▶ _GOAL OF THE EXERCISE_
Take from the material every line that contains the word "typed".

▶ _EXTRACTED RECORDS_
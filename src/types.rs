//! Core types for the streaming agent
//!
//! Two groups live here: the conversation model the controller owns ([`Turn`] and
//! friends) and the OpenAI-compatible wire format used on the chat endpoint. The wire
//! structs are deliberately lenient on the way in: every delta field is optional and
//! absent or `null` values simply mean "nothing to merge for this field".

use serde::{Deserialize, Serialize};

/// Fixed assistant text used when the user cancels an in-flight request.
pub const CANCELED_MESSAGE: &str = "Request canceled.";

/// Assistant text used when a request fails at the transport level.
pub fn failed_message(reason: impl std::fmt::Display) -> String {
    format!("Request failed: {}", reason)
}

/// One logical unit of conversation history.
#[derive(Debug, Clone, PartialEq, Serialize, Deserialize)]
#[serde(tag = "role", rename_all = "snake_case")]
pub enum Turn {
    User(UserTurn),
    Assistant(AssistantTurn),
    ToolResult(ToolResultTurn),
}

impl Turn {
    pub fn user(text: impl Into<String>) -> Self {
        Turn::User(UserTurn { text: text.into() })
    }

    pub fn as_assistant(&self) -> Option<&AssistantTurn> {
        match self {
            Turn::Assistant(turn) => Some(turn),
            _ => None,
        }
    }

    pub fn as_tool_result(&self) -> Option<&ToolResultTurn> {
        match self {
            Turn::ToolResult(turn) => Some(turn),
            _ => None,
        }
    }
}

/// Text typed by the user.
#[derive(Debug, Clone, PartialEq, Eq, Serialize, Deserialize)]
pub struct UserTurn {
    pub text: String,
}

/// Lifecycle of an assistant turn.
#[derive(Debug, Clone, Copy, PartialEq, Eq, Serialize, Deserialize)]
#[serde(rename_all = "snake_case")]
pub enum TurnStatus {
    /// Still receiving deltas
    Streaming,
    /// Stream closed normally
    Complete,
    /// User canceled while the turn was in flight
    Canceled,
    /// Transport failure; `text` holds the error message
    Failed,
}

/// Output of the model for one request.
#[derive(Debug, Clone, PartialEq, Eq, Serialize, Deserialize)]
pub struct AssistantTurn {
    pub text: String,
    pub tool_calls: Vec<ToolCallRequest>,
    pub status: TurnStatus,
}

impl AssistantTurn {
    /// An empty turn in the `Streaming` state.
    pub fn streaming() -> Self {
        Self {
            text: String::new(),
            tool_calls: Vec::new(),
            status: TurnStatus::Streaming,
        }
    }

    /// A finished turn with text only.
    pub fn text(text: impl Into<String>) -> Self {
        Self {
            text: text.into(),
            tool_calls: Vec::new(),
            status: TurnStatus::Complete,
        }
    }

    pub fn has_tool_calls(&self) -> bool {
        !self.tool_calls.is_empty()
    }
}

/// Result of one tool call, fed back to the model on the next request.
#[derive(Debug, Clone, PartialEq, Eq, Serialize, Deserialize)]
pub struct ToolResultTurn {
    pub tool_call_id: String,
    pub tool_name: String,
    /// Machine payload sent to the model as the tool message content
    pub raw_payload: String,
    /// Display fields, never sent to the model
    pub ok: bool,
    pub summary: String,
}

impl ToolResultTurn {
    pub fn new(request: &ToolCallRequest, outcome: &ToolOutcome) -> Self {
        Self {
            tool_call_id: request.id.clone(),
            tool_name: request.name.clone(),
            raw_payload: outcome.raw.clone(),
            ok: outcome.ok,
            summary: outcome.summary.clone(),
        }
    }
}

/// A tool invocation requested by the model.
///
/// Identity during streaming is the server-assigned `index`, not `id`: the id may
/// arrive on a later fragment than the first one for that index.
#[derive(Debug, Clone, PartialEq, Eq, Serialize, Deserialize)]
pub struct ToolCallRequest {
    pub index: u32,
    pub id: String,
    pub name: String,
    /// JSON text; may be incomplete until the turn is finalized
    pub arguments: String,
}

/// One decoded unit of the model stream.
#[derive(Debug, Clone, PartialEq, Eq)]
pub enum StreamEvent {
    /// Appendable text fragment
    Content(String),
    /// Partial tool call; every field is optional
    ToolCallDelta(ToolCallDelta),
    /// The stream closed
    Done,
}

#[derive(Debug, Clone, Default, PartialEq, Eq)]
pub struct ToolCallDelta {
    /// `None` appends a new slot after the highest index seen so far
    pub index: Option<u32>,
    pub id: Option<String>,
    pub name: Option<String>,
    pub arguments_fragment: Option<String>,
}

/// What a tool produced.
#[derive(Debug, Clone, PartialEq, Eq, Serialize, Deserialize)]
pub struct ToolOutcome {
    pub ok: bool,
    /// Human readable, for display
    pub summary: String,
    /// Machine payload, fed back to the model
    pub raw: String,
}

impl ToolOutcome {
    pub fn success(summary: impl Into<String>, raw: impl Into<String>) -> Self {
        Self {
            ok: true,
            summary: summary.into(),
            raw: raw.into(),
        }
    }

    pub fn failure(summary: impl Into<String>, raw: impl Into<String>) -> Self {
        Self {
            ok: false,
            summary: summary.into(),
            raw: raw.into(),
        }
    }
}

// ============================================================================
// WIRE FORMAT
// ============================================================================

/// Chat completions request body
#[derive(Debug, Clone, Serialize)]
pub struct ChatRequest {
    pub model: String,
    pub messages: Vec<WireMessage>,
    pub stream: bool,
    pub tools: Vec<serde_json::Value>,
    pub tool_choice: String,
}

/// Message in the outgoing history
#[derive(Debug, Clone, PartialEq, Serialize, Deserialize)]
pub struct WireMessage {
    pub role: String,
    #[serde(skip_serializing_if = "Option::is_none")]
    pub content: Option<WireContent>,
    #[serde(skip_serializing_if = "Option::is_none")]
    pub tool_calls: Option<Vec<WireToolCall>>,
    #[serde(skip_serializing_if = "Option::is_none")]
    pub tool_call_id: Option<String>,
    #[serde(skip_serializing_if = "Option::is_none")]
    pub name: Option<String>,
}

impl WireMessage {
    fn bare(role: &str) -> Self {
        Self {
            role: role.to_string(),
            content: None,
            tool_calls: None,
            tool_call_id: None,
            name: None,
        }
    }

    pub fn system(text: impl Into<String>) -> Self {
        Self {
            content: Some(WireContent::Text(text.into())),
            ..Self::bare("system")
        }
    }

    pub fn from_turn(turn: &Turn) -> Self {
        match turn {
            Turn::User(user) => Self {
                content: Some(WireContent::Text(user.text.clone())),
                ..Self::bare("user")
            },
            Turn::Assistant(assistant) => {
                let content = (!assistant.text.is_empty())
                    .then(|| WireContent::Parts(vec![WireContentPart::text(&assistant.text)]));
                let tool_calls = assistant.has_tool_calls().then(|| {
                    assistant
                        .tool_calls
                        .iter()
                        .map(WireToolCall::from_request)
                        .collect()
                });
                Self {
                    content,
                    tool_calls,
                    ..Self::bare("assistant")
                }
            }
            Turn::ToolResult(result) => Self {
                content: Some(WireContent::Text(result.raw_payload.clone())),
                tool_call_id: Some(result.tool_call_id.clone()),
                name: Some(result.tool_name.clone()),
                ..Self::bare("tool")
            },
        }
    }
}

/// Message content: a plain string or typed parts
#[derive(Debug, Clone, PartialEq, Serialize, Deserialize)]
#[serde(untagged)]
pub enum WireContent {
    Text(String),
    Parts(Vec<WireContentPart>),
}

#[derive(Debug, Clone, PartialEq, Serialize, Deserialize)]
pub struct WireContentPart {
    #[serde(rename = "type")]
    pub part_type: String,
    pub text: String,
}

impl WireContentPart {
    pub fn text(text: impl Into<String>) -> Self {
        Self {
            part_type: "text".to_string(),
            text: text.into(),
        }
    }
}

/// Finalized tool call in an assistant message
#[derive(Debug, Clone, PartialEq, Serialize, Deserialize)]
pub struct WireToolCall {
    pub id: String,
    #[serde(rename = "type")]
    pub call_type: String,
    pub function: WireFunction,
}

impl WireToolCall {
    pub fn from_request(request: &ToolCallRequest) -> Self {
        Self {
            id: request.id.clone(),
            call_type: "function".to_string(),
            function: WireFunction {
                name: request.name.clone(),
                arguments: request.arguments.clone(),
            },
        }
    }
}

#[derive(Debug, Clone, PartialEq, Serialize, Deserialize)]
pub struct WireFunction {
    pub name: String,
    pub arguments: String,
}

/// Streaming chunk (`choices[0].delta` is the only part we read)
#[derive(Debug, Clone, Default, Deserialize)]
pub struct ChatChunk {
    #[serde(default)]
    pub choices: Vec<ChunkChoice>,
}

#[derive(Debug, Clone, Default, Deserialize)]
pub struct ChunkChoice {
    #[serde(default)]
    pub delta: Option<ChunkDelta>,
    #[serde(default)]
    pub finish_reason: Option<String>,
}

#[derive(Debug, Clone, Default, Deserialize)]
pub struct ChunkDelta {
    #[serde(default)]
    pub content: Option<DeltaContent>,
    #[serde(default)]
    pub tool_calls: Option<Vec<WireToolCallDelta>>,
}

/// Delta content arrives either as a string or as a list of `{text}` segments.
#[derive(Debug, Clone, Deserialize)]
#[serde(untagged)]
pub enum DeltaContent {
    Text(String),
    Parts(Vec<DeltaContentPart>),
}

impl DeltaContent {
    pub fn joined(&self) -> String {
        match self {
            DeltaContent::Text(text) => text.clone(),
            DeltaContent::Parts(parts) => parts
                .iter()
                .filter_map(|part| part.text.as_deref())
                .collect(),
        }
    }
}

#[derive(Debug, Clone, Default, Deserialize)]
pub struct DeltaContentPart {
    #[serde(default)]
    pub text: Option<String>,
}

#[derive(Debug, Clone, Default, Deserialize)]
pub struct WireToolCallDelta {
    #[serde(default)]
    pub index: Option<u32>,
    #[serde(default)]
    pub id: Option<String>,
    #[serde(default)]
    pub function: Option<WireFunctionDelta>,
}

#[derive(Debug, Clone, Default, Deserialize)]
pub struct WireFunctionDelta {
    #[serde(default)]
    pub name: Option<String>,
    #[serde(default)]
    pub arguments: Option<String>,
}

impl ChatChunk {
    /// Converts the first choice's delta into stream events, in field order:
    /// text first, then tool call fragments in the order the server listed them.
    pub fn into_events(self) -> Vec<StreamEvent> {
        let mut events = Vec::new();
        let Some(delta) = self.choices.into_iter().next().and_then(|c| c.delta) else {
            return events;
        };

        if let Some(content) = delta.content {
            let text = content.joined();
            if !text.is_empty() {
                events.push(StreamEvent::Content(text));
            }
        }

        for call in delta.tool_calls.unwrap_or_default() {
            let (name, arguments_fragment) = match call.function {
                Some(function) => (function.name, function.arguments),
                None => (None, None),
            };
            events.push(StreamEvent::ToolCallDelta(ToolCallDelta {
                index: call.index,
                id: call.id,
                name,
                arguments_fragment,
            }));
        }

        events
    }
}
//! The `search_web` tool
//!
//! One GET against the configured search endpoint:
//!
//! ```text
//! GET {search_endpoint}?q=<query>&max_results=5
//! X-Search-Api-Key: <search_key>        (only when a key is configured)
//! ```
//!
//! The response is JSON with the hits under `results` or `data`. At most
//! [`MAX_RESULTS`] items are kept. They are rendered into a numbered summary for
//! display, and the kept items themselves (pretty-printed JSON) become the payload
//! fed back to the model.
//!
//! There is no retry. A failed search is reported once as an `ok: false` outcome
//! and the model decides whether to try again.

use crate::config::AgentConfig;
use crate::types::{ToolCallRequest, ToolOutcome};
use crate::{Error, Result};
use reqwest::Url;
use serde::{Deserialize, Serialize};
use serde_json::Value;
use std::time::Duration;

/// Upper bound on items requested from and kept out of a search response
pub const MAX_RESULTS: usize = 5;

const SEARCH_KEY_HEADER: &str = "X-Search-Api-Key";

/// One normalized search hit, used for the display summary.
#[derive(Debug, Clone, PartialEq, Eq, Serialize)]
pub struct SearchHit {
    pub title: String,
    pub link: String,
    pub snippet: String,
}

impl SearchHit {
    /// Reads a raw item, falling back across the field names different search
    /// backends use.
    pub fn from_item(item: &Value) -> Self {
        Self {
            title: first_text(item, &["title", "name"])
                .unwrap_or("Untitled result")
                .to_string(),
            link: first_text(item, &["link", "url"]).unwrap_or_default().to_string(),
            snippet: first_text(item, &["body", "description", "snippet"])
                .unwrap_or_default()
                .to_string(),
        }
    }
}

fn first_text<'a>(item: &'a Value, keys: &[&str]) -> Option<&'a str> {
    keys.iter()
        .filter_map(|key| item.get(*key).and_then(Value::as_str))
        .find(|text| !text.is_empty())
}

#[derive(Debug, Deserialize)]
struct SearchArguments {
    #[serde(default)]
    query: Option<Value>,
}

/// Pulls a non-empty `query` string out of the call's JSON arguments.
pub fn parse_query(arguments: &str) -> Result<String> {
    let args: SearchArguments = serde_json::from_str(arguments)
        .map_err(|e| Error::tool_arguments(format!("arguments are not an object: {}", e)))?;

    let query = args
        .query
        .as_ref()
        .and_then(Value::as_str)
        .map(str::trim)
        .unwrap_or_default();

    if query.is_empty() {
        return Err(Error::tool_arguments("query is required"));
    }
    Ok(query.to_string())
}

/// `endpoint` with `q` set and `max_results` added unless the endpoint already
/// carries one.
pub fn build_search_url(endpoint: &str, query: &str) -> Result<Url> {
    let mut url = Url::parse(endpoint.trim())
        .map_err(|e| Error::config(format!("invalid search endpoint '{}': {}", endpoint, e)))?;

    let existing: Vec<(String, String)> = url
        .query_pairs()
        .filter(|(key, _)| key != "q")
        .map(|(key, value)| (key.into_owned(), value.into_owned()))
        .collect();
    let has_max_results = existing.iter().any(|(key, _)| key == "max_results");

    {
        let mut pairs = url.query_pairs_mut();
        pairs.clear();
        for (key, value) in &existing {
            pairs.append_pair(key, value);
        }
        pairs.append_pair("q", query);
        if !has_max_results {
            pairs.append_pair("max_results", &MAX_RESULTS.to_string());
        }
    }

    Ok(url)
}

/// Hit list out of a search response body, as the backend returned it.
pub fn extract_items(body: &Value) -> Vec<Value> {
    let items = body
        .get("results")
        .and_then(Value::as_array)
        .or_else(|| body.get("data").and_then(Value::as_array));

    items
        .cloned()
        .unwrap_or_default()
}

/// Numbered, human-readable rendering of the first [`MAX_RESULTS`] hits.
pub fn summarize(items: &[Value]) -> String {
    if items.is_empty() {
        return "No results found".to_string();
    }

    items
        .iter()
        .take(MAX_RESULTS)
        .enumerate()
        .map(|(i, item)| {
            let hit = SearchHit::from_item(item);
            format!("{}. {}\n{}\n{}", i + 1, hit.title, hit.link, hit.snippet)
        })
        .collect::<Vec<_>>()
        .join("\n\n")
}

/// HTTP client for the search endpoint.
#[derive(Debug, Clone, Default)]
pub struct WebSearch {
    http: reqwest::Client,
}

impl WebSearch {
    pub fn new() -> Self {
        Self::default()
    }

    pub fn with_client(http: reqwest::Client) -> Self {
        Self { http }
    }

    /// Runs the query and returns the full hit list.
    pub async fn search(&self, query: &str, config: &AgentConfig) -> Result<Vec<Value>> {
        let url = build_search_url(&config.search_endpoint, query)?;
        log::debug!("Searching {} for '{}'", config.search_endpoint, query);

        let mut request = self
            .http
            .get(url)
            .timeout(Duration::from_secs(config.timeout_secs));
        if !config.search_key.is_empty() {
            request = request.header(SEARCH_KEY_HEADER, &config.search_key);
        }

        let response = request.send().await?;
        let status = response.status();
        if !status.is_success() {
            return Err(Error::api(status, ""));
        }

        let body: Value = response.json().await?;
        Ok(extract_items(&body))
    }

    /// Executes a `search_web` call. Never fails; problems become `ok: false`.
    pub async fn run(&self, request: &ToolCallRequest, config: &AgentConfig) -> ToolOutcome {
        let result = match parse_query(&request.arguments) {
            Ok(query) => self.search(&query, config).await.and_then(|items| {
                let raw = serde_json::to_string_pretty(&items)?;
                Ok(ToolOutcome::success(summarize(&items), raw))
            }),
            Err(e) => Err(e),
        };

        match result {
            Ok(outcome) => outcome,
            Err(e) => {
                log::debug!("search_web call {} failed: {}", request.id, e);
                ToolOutcome::failure(format!("Search failed: {}", e), e.to_string())
            }
        }
    }
}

▶ _SOLVED EXERCISE_
/// Text typed by the user.
/// Message content: a plain string or typed parts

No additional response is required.